2. Briefly stated the facts of the case are that the petitioner
was working as Senior Manager in NTPC, the respondent herein.
On 10.10.2005, the respondent contemplated to initiate
disciplinary proceedings against him. In December, 2005, the
Corporate Promotion Committee (herein after referred as CPC)
recommended the name of the petitioner for promotion to the
post of Deputy General Manager. As a consequence of this
recommendation, the petitioner was promoted as Deputy General
Manager w.e.f. 1.10.2005 although the order was passed on
25.1.2006. On 6.2.2006 i.e. just after 13 days of passing of the
promotion order, the petitioner was again reverted back to the
post of Senior Manager on the ground that the respondent had
intended to initiate disciplinary proceedings against the
petitioner and he was promoted inadvertently. The charge sheet
was admittedly given to the petitioner on 28.9.2006 after
obtaining advice of the Vigilance Chief.
3. The grievance of the petitioner in the writ petition is that
once the petitioner was promoted to the post of Deputy General
Manager, he ought not to have been reverted without issuance of
show cause notice and in any case, at the time of issuance of the
promotion order, there was no memorandum of charges given to
him or pending against him. The memorandum of charges was
given to him only on 28.09.2006 Therefore, in terms of Union of
India Vs. K.V. Jankiraman's case (1991) 4 SCC 109, the
promotion of the petitioner to the post of Deputy General
Manager could not be denied to him. It was urged that it is only
in cases where the charge sheet has been filed in Court against a
party or memorandum of charges has been given to the
delinquent employee with a view to hold the domestic inquiry
that the DPC may follow sealed cover procedure. It is also
alleged that para 7.3.1 of the promotion policy was also on the
same lines.
4. The petitioner is alleging that he waited for redressal of his
grievance departmentally as he was assured that the needful
would be done and since this was not done, he chose to file the
present writ in the year 2008.
5. The respondent/NTPC has not denied the factual
averments made by the petitioner with regard to the fact that at
the time when the promotion order was issued, there was no
formal memo of charge given to the petitioner but it is stated that
as a decision was taken by the respondent in principle to initiate
disciplinary proceedings against the petitioner on account of the
serious allegations with regard to the award of work to M/s.
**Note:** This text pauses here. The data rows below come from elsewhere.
//! The single HTML page served at `/`.

const OUTPUT_SLOT: &str = "{{ output }}";

const PAGE: &str = r#"<!DOCTYPE html>
<html>
<head>
    <title>Recipe Generator</title>
    <link rel="stylesheet" href="https://cdn.jsdelivr.net/npm/bootstrap@5.3.0/dist/css/bootstrap.min.css">
</head>
<body>
    <div class="container">
        <h1 class="my-4">Custom Recipe Generator</h1>
        <form id="tutorial-form" onsubmit="event.preventDefault(); generateTutorial();" class="mb-3">
            <div class="mb-3">
                <label for="components" class="form-label">Type the ingredients or any recipe name:</label>
                <input type="text" class="form-control" id="components" name="components" placeholder="Enter the ingredients or a recipe name..." required>
            </div>
            <button type="submit" class="btn btn-primary">Send to SwaadAI</button>
        </form>
        <div class="card">
            <div class="card-header d-flex justify-content-between align-items-center">
                Output:
                <button class="btn btn-secondary btn-sm" onclick="copyToClipboard()">Copy</button>
            </div>
            <div class="card-body">
                <p id="output" style="white-space: pre-wrap;">{{ output }}</p>
            </div>
            <footer>
                <hr>
                <h6>Made by Anirudh Melkaveri</h6>
            </footer>
        </div>
    </div>

    <script>
    async function generateTutorial() {
        const form = document.querySelector('#tutorial-form');
        const output = document.querySelector('#output');
        output.textContent = 'Generating a recipe for you...';

        try {
            const response = await fetch('/generate', {
                method: 'POST',
                body: new FormData(form)
            });

            if (!response.ok) {
                throw new Error('Failed to fetch');
            }

            output.textContent = await response.text();
        } catch (error) {
            output.textContent = 'Error generating recipe: ' + error.message;
        }
    }

    function copyToClipboard() {
        const recipeText = document.getElementById('output').textContent;
        const textarea = document.createElement('textarea');
        textarea.value = recipeText;
        document.body.appendChild(textarea);
        textarea.select();
        document.execCommand('copy');
        document.body.removeChild(textarea);
        alert('Copied to clipboard');
    }
    </script>
</body>
</html>
"#;

/// Renders the page with `output` placed in the output card, HTML-escaped.
pub fn render(output: &str) -> String {
    PAGE.replacen(OUTPUT_SLOT, &escape_html(output), 1)
}

fn escape_html(text: &str) -> String {
    let mut escaped = String::with_capacity(text.len());
    for c in text.chars() {
        match c {
            '&' => escaped.push_str("&amp;"),
            '<' => escaped.push_str("&lt;"),
            '>' => escaped.push_str("&gt;"),
            '"' => escaped.push_str("&#34;"),
            '\'' => escaped.push_str("&#39;"),
            _ => escaped.push(c),
        }
    }
    escaped
}
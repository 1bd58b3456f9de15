//! Profile, preferences and notifications of the logged-in contact

use super::{segment, UserClient};
use crate::error::Result;
use crate::options::DataEnvelope;
use crate::types::{ApiResponse, HttpMethod, JsonValue};

impl UserClient {
    /// Info of the logged-in user
    pub async fn me(&self) -> Result<ApiResponse> {
        self.client.get("/profile/me", None).await
    }

    /// Get the contact's preferences
    pub async fn get_preferences(&self) -> Result<ApiResponse> {
        self.client.get("/profile/preferences", None).await
    }

    /// Create preferences; sent wrapped as `{"data": ...}`
    pub async fn create_preferences(&self, data: &JsonValue) -> Result<ApiResponse> {
        self.post_enveloped("/profile/preferences", data).await
    }

    /// Get preferences under one setting key
    pub async fn get_preferences_by_setting_key(&self, setting_key: &str) -> Result<ApiResponse> {
        let path = format!("/profile/preferences/{}", segment(setting_key));
        self.client.get(&path, None).await
    }

    /// Get all notifications
    pub async fn get_notifications(&self) -> Result<ApiResponse> {
        self.client.get("/profile/notifications", None).await
    }

    /// Get notifications one page at a time
    pub async fn get_paginated_notifications(&self) -> Result<ApiResponse> {
        self.client.get("/profile/notificationsp", None).await
    }

    /// Mark notifications read, e.g. `{"ids": [...], "read": true}`
    pub async fn read_notifications(&self, data: &JsonValue) -> Result<ApiResponse> {
        self.post_enveloped("/profile/notifications/read", data)
            .await
    }

    /// Delete notifications, e.g. `{"ids": [...]}`
    pub async fn delete_notifications(&self, data: &JsonValue) -> Result<ApiResponse> {
        self.post_enveloped("/profile/notifications/delete", data)
            .await
    }

    pub(super) async fn post_enveloped(&self, path: &str, data: &JsonValue) -> Result<ApiResponse> {
        self.client
            .request_with(HttpMethod::Post, path, None, Some(data), &DataEnvelope)
            .await
    }
}
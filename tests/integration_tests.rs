//! Integration tests using mock HTTP server
//!
//! Tests the full flow through the public API: config → client → request →
//! normalized response or typed error.

use mints_client::{
    ApiClient, ApiResponse, ClientConfig, ConfigFile, Error, ErrorKind, HttpMethod, PubClient,
    RequestOptions, ResponseBody, UserClient,
};
use serde_json::json;
use wiremock::matchers::{body_json, header, method, path, query_param};
use wiremock::{Mock, MockServer, ResponseTemplate};

// ============================================================================
// Raw request
// ============================================================================

#[tokio::test]
async fn test_get_product_fields_scenario() {
    let mock_server = MockServer::start().await;

    Mock::given(method("GET"))
        .and(path("/ecommerce/products/abc"))
        .and(query_param("fields", "id,title"))
        .and(header("ApiKey", "integration-key"))
        .respond_with(ResponseTemplate::new(200).set_body_json(json!({"id": 1, "title": "x"})))
        .expect(1)
        .mount(&mock_server)
        .await;

    let client =
        ApiClient::new(ClientConfig::new(mock_server.uri(), "integration-key").unwrap()).unwrap();
    let options = RequestOptions::new().fields("id,title");

    assert_eq!(
        client.build_url("/ecommerce/products/abc", Some(&options)),
        format!("{}/ecommerce/products/abc?fields=id%2Ctitle", mock_server.uri())
    );

    let response = client
        .request(HttpMethod::Get, "/ecommerce/products/abc", Some(&options), None)
        .await
        .unwrap();

    assert_eq!(
        response,
        ApiResponse::new(200, ResponseBody::Json(json!({"id": 1, "title": "x"})))
    );
}

#[tokio::test]
async fn test_post_form_submit_scenario() {
    let mock_server = MockServer::start().await;

    Mock::given(method("POST"))
        .and(path("/content/forms/submit"))
        .and(body_json(json!({"email": "a@b.com"})))
        .respond_with(ResponseTemplate::new(200).set_body_json(json!({"ok": true})))
        .expect(1)
        .mount(&mock_server)
        .await;

    let client =
        ApiClient::new(ClientConfig::new(mock_server.uri(), "integration-key").unwrap()).unwrap();
    let response = client
        .request(
            HttpMethod::Post,
            "/content/forms/submit",
            None,
            Some(&json!({"email": "a@b.com"})),
        )
        .await
        .unwrap();

    assert_eq!(response.status, 200);
    let requests = mock_server.received_requests().await.unwrap();
    assert_eq!(requests[0].url.query(), None);
}

#[tokio::test]
async fn test_http_error_carries_status_and_body() {
    let mock_server = MockServer::start().await;

    Mock::given(method("PUT"))
        .and(path("/crm/workflows/1"))
        .respond_with(
            ResponseTemplate::new(422).set_body_json(json!({"errors": {"title": ["required"]}})),
        )
        .mount(&mock_server)
        .await;

    let client =
        ApiClient::new(ClientConfig::new(mock_server.uri(), "integration-key").unwrap()).unwrap();
    let err = client
        .put("/crm/workflows/1", &json!({"title": ""}))
        .await
        .unwrap_err();

    assert_eq!(err.kind(), ErrorKind::Http);
    assert_eq!(err.status(), Some(422));
    let body: serde_json::Value = serde_json::from_str(err.body().unwrap()).unwrap();
    assert_eq!(body["errors"]["title"][0], "required");
}

// ============================================================================
// Personas from a config file
// ============================================================================

#[tokio::test]
async fn test_personas_from_same_config() {
    let mock_server = MockServer::start().await;

    Mock::given(method("GET"))
        .and(path("/ecommerce/products"))
        .and(header("ApiKey", "shared-key"))
        .respond_with(ResponseTemplate::new(200).set_body_json(json!({"data": [{"id": 1}]})))
        .expect(1)
        .mount(&mock_server)
        .await;

    Mock::given(method("GET"))
        .and(path("/profile/me"))
        .and(header("ApiKey", "shared-key"))
        .and(header("Authorization", "Bearer session-abc"))
        .respond_with(ResponseTemplate::new(200).set_body_json(json!({"data": {"id": 5}})))
        .expect(1)
        .mount(&mock_server)
        .await;

    let yaml = format!(
        "mints:\n  host: {}\n  api_key: shared-key\n  session_token: session-abc\n",
        mock_server.uri()
    );
    let file = ConfigFile::from_yaml_str(&yaml).unwrap();

    let public = PubClient::new(file.public_config().unwrap()).unwrap();
    let user = UserClient::new(file.user_config().unwrap()).unwrap();

    let products = public.get_products(None).await.unwrap();
    assert_eq!(products.data(), Some(&json!([{"id": 1}])));

    let me = user.me().await.unwrap();
    assert_eq!(me.data(), Some(&json!({"id": 5})));

    // The public persona never sends the session token
    let requests = mock_server.received_requests().await.unwrap();
    let public_request = requests
        .iter()
        .find(|r| r.url.path() == "/ecommerce/products")
        .unwrap();
    assert!(public_request.headers.get("authorization").is_none());
}

#[tokio::test]
async fn test_missing_credentials_is_configuration_error() {
    let file = ConfigFile::from_yaml_str("mints:\n  host: https://demo.mints.cloud\n").unwrap();
    let err = file.public_config().unwrap_err();

    assert!(matches!(err, Error::MissingConfigField { ref field } if field == "api_key"));
    assert_eq!(err.kind(), ErrorKind::Configuration);
}
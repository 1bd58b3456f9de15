//! Categories, tags, attributes and taxonomies

use super::{segment, PubClient};
use crate::error::Result;
use crate::options::RequestOptions;
use crate::types::ApiResponse;

impl PubClient {
    /// Get a collection of categories
    pub async fn get_categories(&self, options: Option<&RequestOptions>) -> Result<ApiResponse> {
        self.client.get("/config/categories", options).await
    }

    /// Get a category by slug
    pub async fn get_category(
        &self,
        slug: &str,
        options: Option<&RequestOptions>,
    ) -> Result<ApiResponse> {
        let path = format!("/config/categories/{}", segment(slug));
        self.client.get(&path, options).await
    }

    /// Get a collection of tags
    pub async fn get_tags(&self, options: Option<&RequestOptions>) -> Result<ApiResponse> {
        self.client.get("/config/tags", options).await
    }

    /// Get a tag by slug
    pub async fn get_tag(
        &self,
        slug: &str,
        options: Option<&RequestOptions>,
    ) -> Result<ApiResponse> {
        let path = format!("/config/tags/{}", segment(slug));
        self.client.get(&path, options).await
    }

    /// Get a collection of attributes
    pub async fn get_attributes(&self, options: Option<&RequestOptions>) -> Result<ApiResponse> {
        self.client.get("/config/attributes", options).await
    }

    /// Get a collection of taxonomies
    pub async fn get_taxonomies(&self, options: Option<&RequestOptions>) -> Result<ApiResponse> {
        self.client.get("/config/taxonomies", options).await
    }

    /// Get a taxonomy by slug
    pub async fn get_taxonomy(
        &self,
        slug: &str,
        options: Option<&RequestOptions>,
    ) -> Result<ApiResponse> {
        let path = format!("/config/taxonomies/{}", segment(slug));
        self.client.get(&path, options).await
    }
}
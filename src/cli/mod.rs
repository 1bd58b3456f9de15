//! CLI module
//!
//! Command-line interface for issuing calls against a Mints instance.
//!
//! # Commands
//!
//! - `request` - Send one raw request and print the response body
//! - `visit` - Register a page visit

mod commands;
mod runner;

pub use commands::{Cli, Commands, OutputFormat};
pub use runner::Runner;
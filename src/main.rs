//! Mints CLI
//!
//! Command-line interface for calling a Mints instance

use clap::Parser;
use mints_client::cli::{Cli, Runner};

#[tokio::main]
async fn main() {
    let cli = Cli::parse();

    // Initialize logging
    let level = if cli.verbose {
        tracing::Level::DEBUG
    } else {
        tracing::Level::WARN
    };
    tracing_subscriber::fmt()
        .with_writer(std::io::stderr)
        .with_env_filter(
            tracing_subscriber::EnvFilter::from_default_env().add_directive(level.into()),
        )
        .init();

    let runner = Runner::new(cli);

    if let Err(e) = runner.run().await {
        eprintln!("Error: {e}");
        std::process::exit(1);
    }
}
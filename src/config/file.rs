//! `mints_config.yml` loader

use super::client::{ClientConfig, TokenPlacement};
use crate::error::{Error, Result};
use serde::{Deserialize, Serialize};
use std::fs;
use std::path::Path;
use std::time::Duration;
use tracing::debug;

/// Overrides `mints.host`
pub const ENV_HOST: &str = "MINTS_HOST";
/// Overrides `mints.api_key`
pub const ENV_API_KEY: &str = "MINTS_API_KEY";
/// Overrides `mints.session_token`
pub const ENV_SESSION_TOKEN: &str = "MINTS_SESSION_TOKEN";

/// Header carrying the visitor's contact token in the public context
pub const CONTACT_TOKEN_HEADER: &str = "ContactToken";

/// Top-level layout of the config file
#[derive(Debug, Clone, Serialize, Deserialize)]
pub struct ConfigFile {
    pub mints: MintsSection,
}

/// The `mints:` section
#[derive(Debug, Clone, Default, Serialize, Deserialize)]
pub struct MintsSection {
    #[serde(default)]
    pub host: String,
    #[serde(default)]
    pub api_key: String,
    #[serde(default)]
    pub session_token: Option<String>,
    #[serde(default)]
    pub contact_token: Option<String>,
    #[serde(default)]
    pub timeout_seconds: Option<u64>,
}

impl ConfigFile {
    /// Load from a YAML file
    pub fn load(path: impl AsRef<Path>) -> Result<Self> {
        let path = path.as_ref();
        let content = fs::read_to_string(path).map_err(|e| {
            if e.kind() == std::io::ErrorKind::NotFound {
                Error::config(format!("Config file '{}' not found", path.display()))
            } else {
                Error::Io(e)
            }
        })?;
        debug!(path = %path.display(), "Loaded config file");
        Self::from_yaml_str(&content)
    }

    /// Parse from a YAML string
    pub fn from_yaml_str(yaml: &str) -> Result<Self> {
        Ok(serde_yaml::from_str(yaml)?)
    }

    /// Apply `MINTS_*` environment overrides
    #[must_use]
    pub fn with_env_overrides(self) -> Self {
        self.with_overrides(|key| std::env::var(key).ok())
    }

    /// Apply overrides from an arbitrary lookup (environment, CLI flags, ...)
    #[must_use]
    pub fn with_overrides(mut self, lookup: impl Fn(&str) -> Option<String>) -> Self {
        if let Some(host) = lookup(ENV_HOST) {
            self.mints.host = host;
        }
        if let Some(key) = lookup(ENV_API_KEY) {
            self.mints.api_key = key;
        }
        if let Some(token) = lookup(ENV_SESSION_TOKEN) {
            self.mints.session_token = Some(token);
        }
        self
    }

    /// Config for the public persona; the contact token, if any, goes in `ContactToken`
    pub fn public_config(&self) -> Result<ClientConfig> {
        ClientConfig::builder()
            .base_url(&self.mints.host)
            .api_key(&self.mints.api_key)
            .maybe_auth_token(self.mints.contact_token.clone())
            .token_placement(TokenPlacement::Header(CONTACT_TOKEN_HEADER.to_string()))
            .maybe_timeout(self.mints.timeout_seconds.map(Duration::from_secs))
            .build()
    }

    /// Config for the authenticated persona; requires a session token
    pub fn user_config(&self) -> Result<ClientConfig> {
        let token = self
            .mints
            .session_token
            .clone()
            .ok_or_else(|| Error::missing_field("session_token"))?;
        ClientConfig::builder()
            .base_url(&self.mints.host)
            .api_key(&self.mints.api_key)
            .auth_token(token)
            .token_placement(TokenPlacement::Bearer)
            .maybe_timeout(self.mints.timeout_seconds.map(Duration::from_secs))
            .build()
    }
}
Consultancy Package for Project Implementation for Expansion of
Bhilai Power Project to M/s. Black & Veatech Corporation, USA
and M/s. Black & Veatech International, USA at an exorbitant
prices respectively in a non-competitive atmosphere thereby the
petitioner had violated Rule 4(1) (i) (ii) (iii) of the NTPC Conduct
Discipline and Appeal Rules. It was as a consequence of this
decision, in principle, which was taken on 10.10.2005 to initiate
disciplinary proceedings. It was urged that the Corporate
Promotion Committee recommendation qua the petitioner ought
to have been kept a sealed cover while as on account of
inadvertent mistake, he was promoted. The moment this
mistake was detected on 6.2.2006, appropriate order
withdrawing that promotion was passed. It was also contended
that K.V. Jankiraman's case (supra) cannot be applied in a
mechanical manner because there have been subsequent
judgments wherein even it has been held that even if a formal
charge sheet is not given to the petitioner, yet the
recommendation of the DPC qua him have to be kept in a sealed
cover. Reliance in this regard was placed on State of Madhya
Pradesh & Anr. Vs. Syed Naseem Zahir & Ors, AIR 1993 SC
1165 and UOI Vs. Kewal Kumar AIR 1993 SC 1585.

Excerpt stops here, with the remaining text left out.